//! Vocabulary profiles: validation, combinatorics, and summary reports.

use indexmap::IndexMap;
use num_bigint::BigUint;
use serde::Serialize;
use serde_json::Value;
use std::fmt;
use thiserror::Error;

use crate::core::template::Template;

/// Structural problems found while validating a raw profile.
#[derive(Debug, Clone, PartialEq, Eq, Error)]
pub enum ValidationError {
    #[error("profile root must be a mapping")]
    NotAMapping,
    #[error("missing '{0}' field")]
    MissingField(&'static str),
    #[error("'{field}' must be {expected}")]
    WrongType {
        field: String,
        expected: &'static str,
    },
    #[error("'templates' must contain at least one template")]
    EmptyTemplates,
    #[error("pool '{0}' must contain at least one entry")]
    EmptyPool(String),
}

/// A validated, immutable vocabulary bank.
///
/// Fields are private so that every `Profile` in circulation has passed
/// validation: at least one template and no empty pool.
#[derive(Debug, Clone, PartialEq, Serialize)]
pub struct Profile {
    #[serde(skip_serializing_if = "Option::is_none")]
    name: Option<String>,
    #[serde(skip_serializing_if = "Option::is_none")]
    description: Option<String>,
    #[serde(skip_serializing_if = "Option::is_none")]
    version: Option<String>,
    templates: Vec<Template>,
    pools: IndexMap<String, Vec<String>>,
}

• _WHAT YOU SHOULD DO_
Would you give the entries back word for word?

• _ANSWER FOR THE TASK_
//! Vocabulary profiles: validation, combinatorics, and summary reports.

use indexmap::IndexMap;
use num_bigint::BigUint;
use serde::Serialize;
use serde_json::Value;
use std::fmt;
use thiserror::Error;

use crate::core::template::Template;

/// Structural problems found while validating a raw profile.
#[derive(Debug, Clone, PartialEq, Eq, Error)]
pub enum ValidationError {
    #[error("profile root must be a mapping")]
    NotAMapping,
    #[error("missing '{0}' field")]
    MissingField(&'static str),
    #[error("'{field}' must be {expected}")]
    WrongType {
        field: String,
        expected: &'static str,
    },
    #[error("'templates' must contain at least one template")]
    EmptyTemplates,
    #[error("pool '{0}' must contain at least one entry")]
    EmptyPool(String),
}

/// A validated, immutable vocabulary bank.
///
/// Fields are private so that every `Profile` in circulation has passed
/// validation: at least one template and no empty pool.
#[derive(Debug, Clone, PartialEq, Serialize)]
pub struct Profile {
    #[serde(skip_serializing_if = "Option::is_none")]
    name: Option<String>,
    #[serde(skip_serializing_if = "Option::is_none")]
    description: Option<String>,
    #[serde(skip_serializing_if = "Option::is_none")]
    version: Option<String>,
    templates: Vec<Template>,
    pools: IndexMap<String, Vec<String>>,
}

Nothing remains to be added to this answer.